L’Iraq ricorda don Ragheed, ucciso dall’Isis per non aver chiuso la sua chiesa

L’Iraq ricorda don Ragheed, ucciso dall’Isis per non aver chiuso la sua chiesa

Il 3 giugno del 2007 a Mosul, terroristi dello Stato Islamico uccisero dopo la messa il 35enne parroco della chiesa caldea dello Spirito Santo, don Ganni, minacciato da mesi, e tre giovani diaconi. Don Basa, allievo e biografo: “E’ stato un martire dell’Eucaristia, continuando a celebrare la Messa anche durante la persecuzione”

Alessandro Di Bussolo – Città del Vaticano

“Quando tengo in mano l’ostia, è Cristo che tiene me e tutti noi uniti nel suo amore”. Don Ragheed Ganni, iracheno di Karemlesh, un villaggio della Piana di Ninive, ha 33 anni quando offre la sua testimonianza nella veglia del Congresso eucaristico italiano di Bari, la sera del 28 maggio 2005, che aveva come tema la frase dei 49 martini di Abitene, trucidati durante la persecuzione di Diocleziano “Senza la domenica non possiamo vivere”. Due anni dopo, il 3 giugno 2007, appena conclusa la messa della domenica dopo Pentecoste, nella sua parrocchia dello Spirito Santo a Mosul, don Ragheed viene seguito da terroristi dell’Isis all’uscita della chiesa e ucciso insieme a tre giovani diaconi Basman Yousef Daud, Wahid Hanna Isho, e Gassan Isam Bidawed, dopo aver allontanato la moglie di quest’ultimo. I killer poi collocano attorno ai loro corpi delle auto cariche d’esplosivo, perché nessuno possa avvicinarsi. Solo a tarda sera, la polizia di Mosul riesce a disinnescare gli ordigni e a raccogliere i corpi.
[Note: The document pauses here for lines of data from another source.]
//! Logging initialization and configuration.
//!
//! Uses the `tracing` ecosystem for structured logging with support for
//! both human-readable and JSON output formats.

use tracing_subscriber::{fmt, prelude::*, EnvFilter};

use crate::config::Config;

/// Initialize the logging subsystem.
///
/// # Arguments
///
/// * `verbose` - If true, enables DEBUG level logging; otherwise INFO level.
/// * `json_format` - If true, outputs structured JSON logs; otherwise pretty-printed.
///
/// # Notes
///
/// - Log output goes to stderr (stdout is reserved for data output)
/// - The RUST_LOG environment variable can override the log level
/// - A second call is a no-op, so tests and host applications may call it freely
pub fn init(verbose: bool, json_format: bool) {
    let default_level = if verbose { "debug" } else { "info" };
    init_with_level(default_level, json_format);
}

/// Initialize logging with configuration from Config.
///
/// `verbose_override` forces DEBUG; `json_logs_override` forces JSON output.
pub fn init_from_config(config: &Config, verbose_override: bool, json_logs_override: bool) {
    let level = if verbose_override {
        "debug".to_string()
    } else {
        config.logging.level.to_lowercase()
    };
    let json_format = json_logs_override || config.logging.format.eq_ignore_ascii_case("json");
    init_with_level(&level, json_format);
}

fn init_with_level(default_level: &str, json_format: bool) {
    // RUST_LOG wins over the configured level
    let filter =
        EnvFilter::try_from_default_env().unwrap_or_else(|_| EnvFilter::new(default_level));

    let result = if json_format {
        tracing_subscriber::registry()
            .with(filter)
            .with(fmt::layer().json().with_writer(std::io::stderr))
            .try_init()
    } else {
        tracing_subscriber::registry()
            .with(filter)
            .with(
                fmt::layer()
                    .with_target(false)
                    .with_writer(std::io::stderr)
                    .with_ansi(true),
            )
            .try_init()
    };

    if result.is_err() {
        tracing::debug!("Logging already initialized; keeping the existing subscriber");
    }
}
Davanti agli assassini: “Non posso chiudere la casa di Dio”
Alcuni testimoni raccontano che al capo del gruppo di fuoco che si rivolse a lui prima di sparare, dicendogli: “Ti avevo detto di chiudere la chiesa, perché non l’hai fatto?” il giovane prete rispose: “Non posso chiudere la casa di Dio”. “I terroristi – aveva detto don Ragheed quella sera a Bari – pensano di ucciderci fisicamente o almeno spiritualmente, facendoci annegare nella paura. Per le violenze dei fondamentalisti contro i giovani cristiani, molte famiglie sono fuggite. In tempi tranquilli si dà tutto per scontato e si dimentica il grande dono che ci è fatto. Attraverso la violenza del terrorismo, noi abbiamo scoperto che l’Eucaristia, il Cristo morto e risorto, ci dà la vita. E questo ci permette di resistere e sperare”.
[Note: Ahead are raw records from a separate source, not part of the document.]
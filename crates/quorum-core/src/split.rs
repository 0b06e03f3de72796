//! Train/validation partitioning of one annotated store.
//!
//! The training size is `floor(n * train_fraction)`. A contiguous split keeps
//! the file's order: the first records train and the rest validate. That is
//! skewed whenever the file is ordered by something that matters, so a
//! seeded shuffle is available as well. Either way the two index sets are
//! disjoint and together cover `0..n`.

use rand::rngs::StdRng;
use rand::seq::SliceRandom;
use rand::SeedableRng;
use serde::{Deserialize, Serialize};

use crate::error::{QuorumError, Result};

/// How record positions are assigned to the two partitions.
#[derive(Debug, Clone, Copy, PartialEq, Eq, Serialize, Deserialize)]
#[serde(tag = "policy", rename_all = "snake_case")]
pub enum SplitPolicy {
    /// First `floor(n * fraction)` records train, the rest validate
    Contiguous,
    /// Positions are shuffled with a fixed seed before cutting
    Shuffled { seed: u64 },
}

/// Index sets of one split.
#[derive(Debug, Clone, PartialEq, Eq)]
pub struct Split {
    pub train: Vec<usize>,
    pub valid: Vec<usize>,
}

impl Split {
    /// Total number of positions covered.
    pub fn len(&self) -> usize {
        self.train.len() + self.valid.len()
    }

    /// Whether the split covers nothing.
    pub fn is_empty(&self) -> bool {
        self.len() == 0
    }
}

/// Partition `0..n` into training and validation positions.
///
/// Fails if the fraction is outside `(0, 1)` or either partition would be empty.
pub fn split_indices(n: usize, train_fraction: f64, policy: SplitPolicy) -> Result<Split> {
    if !(train_fraction > 0.0 && train_fraction < 1.0) {
        return Err(QuorumError::InvalidArgument(format!(
            "train_fraction must be in (0, 1), got {}",
            train_fraction
        )));
    }

    let train_size = (n as f64 * train_fraction).floor() as usize;
    if train_size == 0 || train_size >= n {
        return Err(QuorumError::InvalidArgument(format!(
            "splitting {} records at {} leaves an empty partition",
            n, train_fraction
        )));
    }

    let mut positions: Vec<usize> = (0..n).collect();
    match policy {
        SplitPolicy::Contiguous => {
            tracing::debug!("Contiguous split keeps input order; records must already be mixed");
        }
        SplitPolicy::Shuffled { seed } => {
            let mut rng = StdRng::seed_from_u64(seed);
            positions.shuffle(&mut rng);
        }
    }

    let valid = positions.split_off(train_size);
    let train = positions;

    tracing::info!(
        "Split {} records: {} training, {} validation ({:?})",
        n,
        train.len(),
        valid.len(),
        policy
    );

    Ok(Split { train, valid })
}
//! Per-epoch metrics and the progress line built from them.

use std::fmt;
use std::time::Duration;

use chrono::{DateTime, TimeDelta, TimeZone};
use serde::{Deserialize, Serialize};

/// Timestamp format of the completion estimate.
const ESTIMATE_FORMAT: &str = "%m-%d %H:%M:%S";

/// Averages over one complete pass.
#[derive(Debug, Clone, Copy, PartialEq, Serialize, Deserialize)]
pub struct EpochMetrics {
    /// Mean criterion value per batch
    pub mean_loss: f64,

    /// Mean leave-one-out consensus accuracy per batch
    pub mean_consensus_accuracy: f64,

    /// Mean fraction of predictions equal to the consensus label per batch
    pub mean_simple_accuracy: f64,

    /// Wall-clock time of the whole pass
    pub elapsed_seconds: f64,

    /// Number of batches averaged
    pub batches: usize,
}

impl fmt::Display for EpochMetrics {
    fn fmt(&self, f: &mut fmt::Formatter<'_>) -> fmt::Result {
        write!(
            f,
            "loss={:.4} acc={:.4} simple_acc={:.4} time={:.2}s",
            self.mean_loss,
            self.mean_consensus_accuracy,
            self.mean_simple_accuracy,
            self.elapsed_seconds
        )
    }
}

/// Running sums over the batches of one pass.
#[derive(Debug, Clone, Default)]
pub struct RunningTotals {
    loss: f64,
    consensus: f64,
    simple: f64,
    count: usize,
}

impl RunningTotals {
    pub fn new() -> Self {
        Self::default()
    }

    /// Add one batch's values.
    pub fn update(&mut self, loss: f64, consensus_accuracy: f64, simple_accuracy: f64) {
        self.loss += loss;
        self.consensus += consensus_accuracy;
        self.simple += simple_accuracy;
        self.count += 1;
    }

    /// Batches seen so far.
    pub fn count(&self) -> usize {
        self.count
    }

    /// Short running summary for a progress bar message.
    pub fn display(&self) -> String {
        if self.count == 0 {
            return "no data".to_string();
        }
        let n = self.count as f64;
        format!(
            "loss={:.4} acc={:.4} simple_acc={:.4}",
            self.loss / n,
            self.consensus / n,
            self.simple / n
        )
    }

    /// Sums divided by batch count, or `None` before the first batch.
    pub fn finish(&self, elapsed: Duration) -> Option<EpochMetrics> {
        if self.count == 0 {
            return None;
        }
        let n = self.count as f64;
        Some(EpochMetrics {
            mean_loss: self.loss / n,
            mean_consensus_accuracy: self.consensus / n,
            mean_simple_accuracy: self.simple / n,
            elapsed_seconds: elapsed.as_secs_f64(),
            batches: self.count,
        })
    }
}

/// Linear completion estimate: `start + elapsed / (epoch + 1) * total_epochs`.
///
/// `epoch` is the zero-based index of the epoch that just finished.
pub fn estimate_completion<Tz: TimeZone>(
    start: DateTime<Tz>,
    elapsed: Duration,
    epoch: usize,
    total_epochs: usize,
) -> DateTime<Tz> {
    let per_epoch = elapsed.as_secs_f64() / (epoch + 1) as f64;
    let millis = (per_epoch * total_epochs as f64 * 1000.0).round() as i64;
    start + TimeDelta::milliseconds(millis)
}

/// Format a completion estimate the way progress lines show it.
pub fn format_estimate<Tz: TimeZone>(at: &DateTime<Tz>) -> String
where
    Tz::Offset: fmt::Display,
{
    at.format(ESTIMATE_FORMAT).to_string()
}

/// One epoch's train and validation results.
#[derive(Debug, Clone, PartialEq, Serialize, Deserialize)]
pub struct EpochReport {
    /// One-based epoch number
    pub epoch: usize,

    pub total_epochs: usize,

    pub train: EpochMetrics,

    /// Absent when the session has no validation batches
    #[serde(skip_serializing_if = "Option::is_none")]
    pub valid: Option<EpochMetrics>,

    /// Formatted completion estimate
    pub estimated_end: String,
}

impl fmt::Display for EpochReport {
    fn fmt(&self, f: &mut fmt::Formatter<'_>) -> fmt::Result {
        write!(f, "[{}/{}] train: {}", self.epoch, self.total_epochs, self.train)?;
        if let Some(valid) = &self.valid {
            write!(f, " | valid: {}", valid)?;
        }
        write!(f, " | estimated end: {}", self.estimated_end)
    }
}

#[cfg(test)]
mod tests {
    use super::*;
    use chrono::Utc;

    #[test]
    fn test_totals_average_per_batch() {
        let mut totals = RunningTotals::new();
        totals.update(2.0, 0.5, 1.0);
        totals.update(4.0, 0.25, 0.0);

        let m = totals.finish(Duration::from_millis(1500)).unwrap();
        assert_eq!(m.batches, 2);
        assert!((m.mean_loss - 3.0).abs() < 1e-12);
        assert!((m.mean_consensus_accuracy - 0.375).abs() < 1e-12);
        assert!((m.mean_simple_accuracy - 0.5).abs() < 1e-12);
        assert!((m.elapsed_seconds - 1.5).abs() < 1e-12);
    }

    #[test]
    fn test_empty_totals_produce_nothing() {
        let totals = RunningTotals::new();
        assert!(totals.finish(Duration::from_secs(1)).is_none());
        assert_eq!(totals.display(), "no data");
    }

    #[test]
    fn test_estimate_extrapolates_linearly() {
        let start = Utc.with_ymd_and_hms(2024, 3, 1, 12, 0, 0).unwrap();
        // Two of five epochs took 4 minutes -> 10 minutes total.
        let end = estimate_completion(start, Duration::from_secs(240), 1, 5);
        assert_eq!(end, Utc.with_ymd_and_hms(2024, 3, 1, 12, 10, 0).unwrap());
        assert_eq!(format_estimate(&end), "03-01 12:10:00");
    }

    #[test]
    fn test_report_line() {
        let metrics = EpochMetrics {
            mean_loss: 1.23456,
            mean_consensus_accuracy: 0.5,
            mean_simple_accuracy: 0.25,
            elapsed_seconds: 3.0,
            batches: 4,
        };
        let report = EpochReport {
            epoch: 1,
            total_epochs: 5,
            train: metrics,
            valid: Some(metrics),
            estimated_end: "03-01 12:10:00".to_string(),
        };
        let line = report.to_string();
        assert!(line.starts_with("[1/5] train: loss=1.2346 acc=0.5000 simple_acc=0.2500 time=3.00s"));
        assert!(line.contains(" | valid: loss=1.2346"));
        assert!(line.ends_with("estimated end: 03-01 12:10:00"));
    }

    #[test]
    fn test_report_serializes_without_valid() {
        let report = EpochReport {
            epoch: 2,
            total_epochs: 2,
            train: EpochMetrics {
                mean_loss: 0.0,
                mean_consensus_accuracy: 1.0,
                mean_simple_accuracy: 1.0,
                elapsed_seconds: 0.5,
                batches: 1,
            },
            valid: None,
            estimated_end: "x".to_string(),
        };
        let json = serde_json::to_string(&report).unwrap();
        assert!(!json.contains("valid"));
        let parsed: EpochReport = serde_json::from_str(&json).unwrap();
        assert_eq!(parsed, report);
    }
}
//! Prediction and metrics artifacts.
//!
//! Predictions are persisted as one flat JSON array of answer strings where
//! position `i` answers inference record `i`. Epoch reports are appended to
//! a JSON Lines log, one report per line, so an interrupted run keeps every
//! epoch it completed.

use serde::de::DeserializeOwned;
use serde::Serialize;
use std::fs::{File, OpenOptions};
use std::io::{self, BufRead, BufReader, BufWriter, Write};
use std::path::Path;

use crate::error::Result;
use crate::metrics::EpochReport;

/// Serialization layout of an artifact.
#[derive(Debug, Clone, Copy, PartialEq, Eq)]
pub enum OutputFormat {
    /// One JSON document (an array when several records are written)
    Json,
    /// One compact JSON document per line
    JsonLines,
}

/// Serializes records to an underlying writer.
pub struct OutputWriter<W: Write> {
    writer: W,
    format: OutputFormat,
    pretty: bool,
    records: usize,
}

impl<W: Write> OutputWriter<W> {
    /// `pretty` only affects [`OutputFormat::Json`].
    pub fn new(writer: W, format: OutputFormat, pretty: bool) -> Self {
        Self {
            writer,
            format,
            pretty,
            records: 0,
        }
    }

    /// Write one record followed by a newline.
    pub fn write<T: Serialize + ?Sized>(&mut self, record: &T) -> io::Result<()> {
        self.encode(record, self.pretty && self.format == OutputFormat::Json)?;
        self.records += 1;
        Ok(())
    }

    /// Write a sequence: a single array for JSON, one line each for JSON Lines.
    pub fn write_all<T: Serialize>(&mut self, records: &[T]) -> io::Result<()> {
        match self.format {
            OutputFormat::Json => {
                self.encode(records, self.pretty)?;
                self.records += records.len();
            }
            OutputFormat::JsonLines => {
                for record in records {
                    self.write(record)?;
                }
            }
        }
        Ok(())
    }

    fn encode<T: Serialize + ?Sized>(&mut self, value: &T, pretty: bool) -> io::Result<()> {
        if pretty {
            serde_json::to_writer_pretty(&mut self.writer, value).map_err(io::Error::other)?;
        } else {
            serde_json::to_writer(&mut self.writer, value).map_err(io::Error::other)?;
        }
        writeln!(self.writer)
    }

    /// Records written so far.
    pub fn records_written(&self) -> usize {
        self.records
    }

    pub fn flush(&mut self) -> io::Result<()> {
        self.writer.flush()
    }
}

/// Persist predicted answers as a flat JSON array, replacing any existing file.
pub fn write_predictions(path: &Path, predictions: &[String], pretty: bool) -> Result<()> {
    create_parent(path)?;
    let mut writer = OutputWriter::new(
        BufWriter::new(File::create(path)?),
        OutputFormat::Json,
        pretty,
    );
    writer.write_all(predictions)?;
    writer.flush()?;
    tracing::info!(
        path = %path.display(),
        count = predictions.len(),
        "Predictions written"
    );
    Ok(())
}

/// Read back a predictions array.
pub fn read_predictions(path: &Path) -> Result<Vec<String>> {
    let file = File::open(path)?;
    Ok(serde_json::from_reader(BufReader::new(file))?)
}

/// Append-only JSON Lines log of epoch reports.
pub struct MetricsLog {
    writer: OutputWriter<BufWriter<File>>,
}

impl MetricsLog {
    /// Open `path` for appending, creating it and its parent directory.
    pub fn open(path: &Path) -> Result<Self> {
        create_parent(path)?;
        let file = OpenOptions::new().create(true).append(true).open(path)?;
        Ok(Self {
            writer: OutputWriter::new(BufWriter::new(file), OutputFormat::JsonLines, false),
        })
    }

    /// Append one report and flush it to disk.
    pub fn append(&mut self, report: &EpochReport) -> Result<()> {
        self.writer.write(report)?;
        self.writer.flush()?;
        Ok(())
    }

    pub fn reports_written(&self) -> usize {
        self.writer.records_written()
    }
}

/// Read every record of a JSON Lines file, skipping blank lines.
pub fn read_jsonl<T: DeserializeOwned>(path: &Path) -> Result<Vec<T>> {
    let reader = BufReader::new(File::open(path)?);
    let mut records = Vec::new();
    for line in reader.lines() {
        let line = line?;
        if line.trim().is_empty() {
            continue;
        }
        records.push(serde_json::from_str(&line)?);
    }
    Ok(records)
}

fn create_parent(path: &Path) -> io::Result<()> {
    match path.parent() {
        Some(parent) if !parent.as_os_str().is_empty() => std::fs::create_dir_all(parent),
        _ => Ok(()),
    }
}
Chiusa nel 2019 la fase diocesana per la beatificazione
Ragheed era nato a Karemlesh il 20 gennaio 1972. Laureato in ingegneria all’università locale nel 1993, dal 1996 al 2003 aveva studiato teologia a Roma all’Università Pontificia San Tommaso d’Aquino, conseguendo la licenza in teologia ecumenica. Oltre all’arabo, parlava correntemente italiano, francese e inglese. Era corrispondente dell’agenzia internazionale “Asia News”, del Pontificio Istituto Missioni Estere. Il 22 aprile 2017, nella celebrazione in memoria dei nuovi martiri nella Basilica di San Bartolomeo a Roma, Papa Francesco ha indossato la stola rossa di don Ganni. Il primo marzo 2018 la Congregazione per le Cause dei Santi ha approvato l’avvio della causa di beatificazione per lui e i suoi diaconi, chiesta dal vescovo caldeo di Detroit monsignor Francis Kalabat. Il 27 agosto 2019 si è chiusa la fase diocesana della causa. La Chiesa caldea ne fa memoria accanto al loro vescovo, monsignor Paulos Faraj Rahho, rapito il 29 febbraio 2008 e e trovato senza vita due settimane dopo.
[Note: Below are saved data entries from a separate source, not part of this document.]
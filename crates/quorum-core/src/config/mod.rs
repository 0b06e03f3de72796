//! Configuration management for quorum.
//!
//! Configuration is loaded from `~/.config/quorum/config.toml` (or the
//! platform equivalent) with defaults taken from the reference training run.

mod types;
mod validate;

pub use types::*;

use crate::error::ConfigError;
use crate::normalize::{Normalizer, ReplacementMode};
use crate::split::SplitPolicy;
use serde::{Deserialize, Serialize};
use std::path::{Path, PathBuf};

/// Root configuration structure.
#[derive(Debug, Clone, Default, Serialize, Deserialize)]
#[serde(default)]
pub struct Config {
    /// Input files
    pub data: DataConfig,

    /// Train/validation partition
    pub split: SplitConfig,

    /// Epoch loop
    pub training: TrainingConfig,

    /// Text normalization
    pub normalize: NormalizeConfig,

    /// Output artifacts
    pub output: OutputConfig,

    /// Logging settings
    pub logging: LoggingConfig,
}

impl Config {
    /// Load configuration from the default location.
    ///
    /// Returns default configuration if the file doesn't exist.
    pub fn load() -> Result<Self, ConfigError> {
        let path = Self::default_path();
        if path.exists() {
            Self::load_from(&path)
        } else {
            Ok(Self::default())
        }
    }

    /// Load configuration from a specific file path.
    pub fn load_from(path: &Path) -> Result<Self, ConfigError> {
        let content = std::fs::read_to_string(path)?;
        Self::from_toml(&content)
    }

    /// Parse and validate a TOML document.
    pub fn from_toml(content: &str) -> Result<Self, ConfigError> {
        let config: Config = toml::from_str(content)?;
        config.validate()?;
        Ok(config)
    }

    /// Get the default config file path.
    ///
    /// - macOS: ~/Library/Application Support/com.quorum.quorum/config.toml
    /// - Linux: ~/.config/quorum/config.toml
    /// - Windows: C:\Users\<User>\AppData\Roaming\quorum\quorum\config\config.toml
    ///
    /// Falls back to ~/.quorum/config.toml if directory detection fails.
    pub fn default_path() -> PathBuf {
        directories::ProjectDirs::from("com", "quorum", "quorum")
            .map(|dirs| dirs.config_dir().to_path_buf().join("config.toml"))
            .unwrap_or_else(|| {
                let home = std::env::var("HOME").unwrap_or_else(|_| ".".to_string());
                PathBuf::from(home).join(".quorum").join("config.toml")
            })
    }

    /// Annotated records path with `~` expanded.
    pub fn train_path(&self) -> PathBuf {
        expand(&self.data.train_path)
    }

    /// Annotated image directory with `~` expanded.
    pub fn train_image_dir(&self) -> PathBuf {
        expand(&self.data.train_image_dir)
    }

    /// Inference records path with `~` expanded.
    pub fn test_path(&self) -> PathBuf {
        expand(&self.data.test_path)
    }

    /// Inference image directory with `~` expanded.
    pub fn test_image_dir(&self) -> PathBuf {
        expand(&self.data.test_image_dir)
    }

    /// Predictions file with `~` expanded.
    pub fn predictions_path(&self) -> PathBuf {
        expand(&self.output.predictions_path)
    }

    /// Epoch metrics log with `~` expanded.
    pub fn metrics_path(&self) -> PathBuf {
        expand(&self.output.metrics_path)
    }

    /// Answer vocabulary sidecar with `~` expanded.
    pub fn vocabulary_path(&self) -> PathBuf {
        expand(&self.output.vocabulary_path)
    }

    /// Configured partition strategy.
    ///
    /// Unknown spellings are rejected by validation; an unvalidated config
    /// falls back to contiguous.
    pub fn split_policy(&self) -> SplitPolicy {
        match self.split.policy.to_lowercase().as_str() {
            "shuffled" => SplitPolicy::Shuffled {
                seed: self.split.seed,
            },
            _ => SplitPolicy::Contiguous,
        }
    }

    /// Normalizer with the configured replacement mode.
    pub fn normalizer(&self) -> Normalizer {
        Normalizer::new(ReplacementMode::parse(&self.normalize.replacement).unwrap_or_default())
    }

    /// Serialize the config to a pretty TOML string.
    pub fn to_toml(&self) -> Result<String, ConfigError> {
        toml::to_string_pretty(self).map_err(|e| ConfigError::ValidationError(e.to_string()))
    }
}

fn expand(path: &Path) -> PathBuf {
    let path_str = path.to_string_lossy();
    PathBuf::from(shellexpand::tilde(&path_str).into_owned())
}
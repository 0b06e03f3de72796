//! Configuration validation with range checks.

use crate::error::ConfigError;
use crate::normalize::ReplacementMode;

use super::Config;

const LOG_LEVELS: &[&str] = &["error", "warn", "info", "debug", "trace"];
const LOG_FORMATS: &[&str] = &["pretty", "json"];
const SPLIT_POLICIES: &[&str] = &["contiguous", "shuffled"];

impl Config {
    /// Validate configuration values are within acceptable ranges.
    pub(crate) fn validate(&self) -> Result<(), ConfigError> {
        if self.data.answers_per_sample == 0 {
            return Err(ConfigError::ValidationError(
                "data.answers_per_sample must be > 0".into(),
            ));
        }
        let fraction = self.split.train_fraction;
        if !(fraction > 0.0 && fraction < 1.0) {
            return Err(ConfigError::ValidationError(
                "split.train_fraction must be strictly between 0.0 and 1.0".into(),
            ));
        }
        if !SPLIT_POLICIES.contains(&self.split.policy.to_lowercase().as_str()) {
            return Err(ConfigError::ValidationError(format!(
                "split.policy must be one of {:?}, got {:?}",
                SPLIT_POLICIES, self.split.policy
            )));
        }
        if self.training.epochs == 0 {
            return Err(ConfigError::ValidationError(
                "training.epochs must be > 0".into(),
            ));
        }
        if self.training.batch_size == 0 {
            return Err(ConfigError::ValidationError(
                "training.batch_size must be > 0".into(),
            ));
        }
        if self.training.learning_rate <= 0.0 {
            return Err(ConfigError::ValidationError(
                "training.learning_rate must be > 0".into(),
            ));
        }
        if self.training.weight_decay < 0.0 {
            return Err(ConfigError::ValidationError(
                "training.weight_decay must be >= 0".into(),
            ));
        }
        if ReplacementMode::parse(&self.normalize.replacement).is_none() {
            return Err(ConfigError::ValidationError(format!(
                "normalize.replacement must be \"substring\" or \"word_boundary\", got {:?}",
                self.normalize.replacement
            )));
        }
        if !LOG_LEVELS.contains(&self.logging.level.to_lowercase().as_str()) {
            return Err(ConfigError::ValidationError(format!(
                "logging.level must be one of {:?}, got {:?}",
                LOG_LEVELS, self.logging.level
            )));
        }
        if !LOG_FORMATS.contains(&self.logging.format.to_lowercase().as_str()) {
            return Err(ConfigError::ValidationError(format!(
                "logging.format must be one of {:?}, got {:?}",
                LOG_FORMATS, self.logging.format
            )));
        }
        Ok(())
    }
}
Don Basa: ha celebrato anche se lo minacciavano di morte
“E’ stato un vero martire dell’Eucaristia” secondo don Rebwar Basa, di 6 anni più giovane di don Ragheed, che è stato suo allievo in Teologia ecumenica all’università di Baghdad, e nel 2017, per il decennale della morte, ha pubblicato con Aiuto alla Chiesa che Soffre il libro “Un sacerdote cattolico nello Stato Islamico: la storia di padre Ganni”. In copertina, la lapide della tomba di don Ragheed, distrutta dai fondamentalisti islamici, e oggi ricostruita.